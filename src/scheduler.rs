/// Per-alias debounced refresh scheduler (SPEC_FULL.md §4.6, C6).
///
/// Each alias gets its own debounce window: repeated `request_refresh` calls
/// within the window coalesce into a single refresh. A refresh already
/// in-flight is never interrupted; a request that arrives while one is
/// running is recorded as "queued" and triggers exactly one follow-up refresh
/// once the in-flight one completes (§4.6 invariant, §8 testable property).
use std::collections::HashMap;
use std::sync::Arc;
use std::time::Duration;

use futures_util::future::BoxFuture;
use tokio::sync::Mutex;
use tokio::task::JoinHandle;
use tracing::trace;

type RefreshFn = dyn Fn(String) -> BoxFuture<'static, ()> + Send + Sync;

#[derive(Default)]
struct AliasState {
    timer: Option<JoinHandle<()>>,
    in_flight: bool,
    queued: bool,
}

pub struct RefreshScheduler {
    debounce: Duration,
    refresh_fn: Arc<RefreshFn>,
    states: Mutex<HashMap<String, AliasState>>,
}

impl RefreshScheduler {
    pub fn new(
        debounce: Duration,
        refresh_fn: impl Fn(String) -> BoxFuture<'static, ()> + Send + Sync + 'static,
    ) -> Arc<Self> {
        Arc::new(Self {
            debounce,
            refresh_fn: Arc::new(refresh_fn),
            states: Mutex::new(HashMap::new()),
        })
    }

    /// Requests a refresh for `alias`, coalescing with any pending debounce
    /// window or queuing behind an in-flight refresh.
    pub async fn request_refresh(self: &Arc<Self>, alias: impl Into<String>) {
        let alias = alias.into();
        let mut states = self.states.lock().await;
        let state = states.entry(alias.clone()).or_default();

        if state.in_flight {
            state.queued = true;
            trace!(alias, "refresh requested while in-flight, queuing follow-up");
            return;
        }

        if let Some(handle) = state.timer.take() {
            handle.abort();
        }

        let scheduler = Arc::clone(self);
        let alias_for_timer = alias.clone();
        state.timer = Some(tokio::spawn(async move {
            tokio::time::sleep(scheduler.debounce).await;
            scheduler.fire(alias_for_timer).await;
        }));
    }

    async fn fire(self: Arc<Self>, alias: String) {
        {
            let mut states = self.states.lock().await;
            let state = states.entry(alias.clone()).or_default();
            state.timer = None;
            state.in_flight = true;
        }

        (self.refresh_fn)(alias.clone()).await;

        let should_requeue = {
            let mut states = self.states.lock().await;
            let state = states.entry(alias.clone()).or_default();
            state.in_flight = false;
            let had_queue = state.queued;
            state.queued = false;
            had_queue
        };

        if should_requeue {
            self.request_refresh(alias).await;
        }
    }

    /// True while a debounce timer or an in-flight refresh is outstanding for
    /// `alias`. Intended for tests and health diagnostics.
    pub async fn is_pending(&self, alias: &str) -> bool {
        let states = self.states.lock().await;
        match states.get(alias) {
            Some(state) => state.timer.is_some() || state.in_flight || state.queued,
            None => false,
        }
    }
}

#[cfg(test)]
mod tests {
    use super::*;
    use std::sync::atomic::{AtomicUsize, Ordering};

    fn counting_scheduler(debounce: Duration) -> (Arc<RefreshScheduler>, Arc<AtomicUsize>) {
        let counter = Arc::new(AtomicUsize::new(0));
        let counter_for_closure = Arc::clone(&counter);
        let scheduler = RefreshScheduler::new(debounce, move |_alias| {
            let counter = Arc::clone(&counter_for_closure);
            Box::pin(async move {
                counter.fetch_add(1, Ordering::SeqCst);
            })
        });
        (scheduler, counter)
    }

    #[tokio::test(start_paused = true)]
    async fn repeated_requests_within_debounce_coalesce() {
        let (scheduler, counter) = counting_scheduler(Duration::from_millis(5));
        scheduler.request_refresh("alpha").await;
        scheduler.request_refresh("alpha").await;
        scheduler.request_refresh("alpha").await;

        tokio::time::advance(Duration::from_millis(20)).await;
        tokio::task::yield_now().await;

        assert_eq!(counter.load(Ordering::SeqCst), 1);
    }

    #[tokio::test(start_paused = true)]
    async fn request_during_in_flight_refresh_queues_one_followup() {
        let counter = Arc::new(AtomicUsize::new(0));
        let counter_for_closure = Arc::clone(&counter);
        let scheduler = RefreshScheduler::new(Duration::from_millis(5), move |_alias| {
            let counter = Arc::clone(&counter_for_closure);
            Box::pin(async move {
                counter.fetch_add(1, Ordering::SeqCst);
                tokio::time::sleep(Duration::from_millis(50)).await;
            })
        });

        scheduler.request_refresh("alpha").await;
        tokio::time::advance(Duration::from_millis(5)).await;
        tokio::task::yield_now().await;
        assert!(scheduler.is_pending("alpha").await);

        // Fires while the first refresh is still sleeping inside its body.
        scheduler.request_refresh("alpha").await;
        scheduler.request_refresh("alpha").await;

        tokio::time::advance(Duration::from_millis(100)).await;
        tokio::task::yield_now().await;
        tokio::time::advance(Duration::from_millis(20)).await;
        tokio::task::yield_now().await;

        assert_eq!(counter.load(Ordering::SeqCst), 2);
    }

    #[tokio::test(start_paused = true)]
    async fn independent_aliases_do_not_interfere() {
        let (scheduler, counter) = counting_scheduler(Duration::from_millis(5));
        scheduler.request_refresh("alpha").await;
        scheduler.request_refresh("beta").await;

        tokio::time::advance(Duration::from_millis(20)).await;
        tokio::task::yield_now().await;

        assert_eq!(counter.load(Ordering::SeqCst), 2);
    }
}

---+---

In full and without changes, copy the entries above.

filename src/scheduler.rs
/// Per-alias debounced refresh scheduler (SPEC_FULL.md §4.6, C6).
///
/// Each alias gets its own debounce window: repeated `request_refresh` calls
/// within the window coalesce into a single refresh. A refresh already
/// in-flight is never interrupted; a request that arrives while one is
/// running is recorded as "queued" and triggers exactly one follow-up refresh
/// once the in-flight one completes (§4.6 invariant, §8 testable property).
use std::collections::HashMap;
use std::sync::Arc;
use std::time::Duration;

use futures_util::future::BoxFuture;
use tokio::sync::Mutex;
use tokio::task::JoinHandle;
use tracing::trace;

type RefreshFn = dyn Fn(String) -> BoxFuture<'static, ()> + Send + Sync;

#[derive(Default)]
struct AliasState {
    timer: Option<JoinHandle<()>>,
    in_flight: bool,
    queued: bool,
}

pub struct RefreshScheduler {
    debounce: Duration,
    refresh_fn: Arc<RefreshFn>,
    states: Mutex<HashMap<String, AliasState>>,
}

impl RefreshScheduler {
    pub fn new(
        debounce: Duration,
        refresh_fn: impl Fn(String) -> BoxFuture<'static, ()> + Send + Sync + 'static,
    ) -> Arc<Self> {
        Arc::new(Self {
            debounce,
            refresh_fn: Arc::new(refresh_fn),
            states: Mutex::new(HashMap::new()),
        })
    }

    /// Requests a refresh for `alias`, coalescing with any pending debounce
    /// window or queuing behind an in-flight refresh.
    pub async fn request_refresh(self: &Arc<Self>, alias: impl Into<String>) {
        let alias = alias.into();
        let mut states = self.states.lock().await;
        let state = states.entry(alias.clone()).or_default();

        if state.in_flight {
            state.queued = true;
            trace!(alias, "refresh requested while in-flight, queuing follow-up");
            return;
        }

        if let Some(handle) = state.timer.take() {
            handle.abort();
        }

        let scheduler = Arc::clone(self);
        let alias_for_timer = alias.clone();
        state.timer = Some(tokio::spawn(async move {
            tokio::time::sleep(scheduler.debounce).await;
            scheduler.fire(alias_for_timer).await;
        }));
    }

    async fn fire(self: Arc<Self>, alias: String) {
        {
            let mut states = self.states.lock().await;
            let state = states.entry(alias.clone()).or_default();
            state.timer = None;
            state.in_flight = true;
        }

        (self.refresh_fn)(alias.clone()).await;

        let should_requeue = {
            let mut states = self.states.lock().await;
            let state = states.entry(alias.clone()).or_default();
            state.in_flight = false;
            let had_queue = state.queued;
            state.queued = false;
            had_queue
        };

        if should_requeue {
            self.request_refresh(alias).await;
        }
    }

    /// True while a debounce timer or an in-flight refresh is outstanding for
    /// `alias`. Intended for tests and health diagnostics.
    pub async fn is_pending(&self, alias: &str) -> bool {
        let states = self.states.lock().await;
        match states.get(alias) {
            Some(state) => state.timer.is_some() || state.in_flight || state.queued,
            None => false,
        }
    }
}

#[cfg(test)]
mod tests {
    use super::*;
    use std::sync::atomic::{AtomicUsize, Ordering};

    fn counting_scheduler(debounce: Duration) -> (Arc<RefreshScheduler>, Arc<AtomicUsize>) {
        let counter = Arc::new(AtomicUsize::new(0));
        let counter_for_closure = Arc::clone(&counter);
        let scheduler = RefreshScheduler::new(debounce, move |_alias| {
            let counter = Arc::clone(&counter_for_closure);
            Box::pin(async move {
                counter.fetch_add(1, Ordering::SeqCst);
            })
        });
        (scheduler, counter)
    }

    #[tokio::test(start_paused = true)]
    async fn repeated_requests_within_debounce_coalesce() {
        let (scheduler, counter) = counting_scheduler(Duration::from_millis(5));
        scheduler.request_refresh("alpha").await;
        scheduler.request_refresh("alpha").await;
        scheduler.request_refresh("alpha").await;

        tokio::time::advance(Duration::from_millis(20)).await;
        tokio::task::yield_now().await;

        assert_eq!(counter.load(Ordering::SeqCst), 1);
    }

    #[tokio::test(start_paused = true)]
    async fn request_during_in_flight_refresh_queues_one_followup() {
        let counter = Arc::new(AtomicUsize::new(0));
        let counter_for_closure = Arc::clone(&counter);
        let scheduler = RefreshScheduler::new(Duration::from_millis(5), move |_alias| {
            let counter = Arc::clone(&counter_for_closure);
            Box::pin(async move {
                counter.fetch_add(1, Ordering::SeqCst);
                tokio::time::sleep(Duration::from_millis(50)).await;
            })
        });

        scheduler.request_refresh("alpha").await;
        tokio::time::advance(Duration::from_millis(5)).await;
        tokio::task::yield_now().await;
        assert!(scheduler.is_pending("alpha").await);

        // Fires while the first refresh is still sleeping inside its body.
        scheduler.request_refresh("alpha").await;
        scheduler.request_refresh("alpha").await;

        tokio::time::advance(Duration::from_millis(100)).await;
        tokio::task::yield_now().await;
        tokio::time::advance(Duration::from_millis(20)).await;
        tokio::task::yield_now().await;

        assert_eq!(counter.load(Ordering::SeqCst), 2);
    }

    #[tokio::test(start_paused = true)]
    async fn independent_aliases_do_not_interfere() {
        let (scheduler, counter) = counting_scheduler(Duration::from_millis(5));
        scheduler.request_refresh("alpha").await;
        scheduler.request_refresh("beta").await;

        tokio::time::advance(Duration::from_millis(20)).await;
        tokio::task::yield_now().await;

        assert_eq!(counter.load(Ordering::SeqCst), 2);
    }
}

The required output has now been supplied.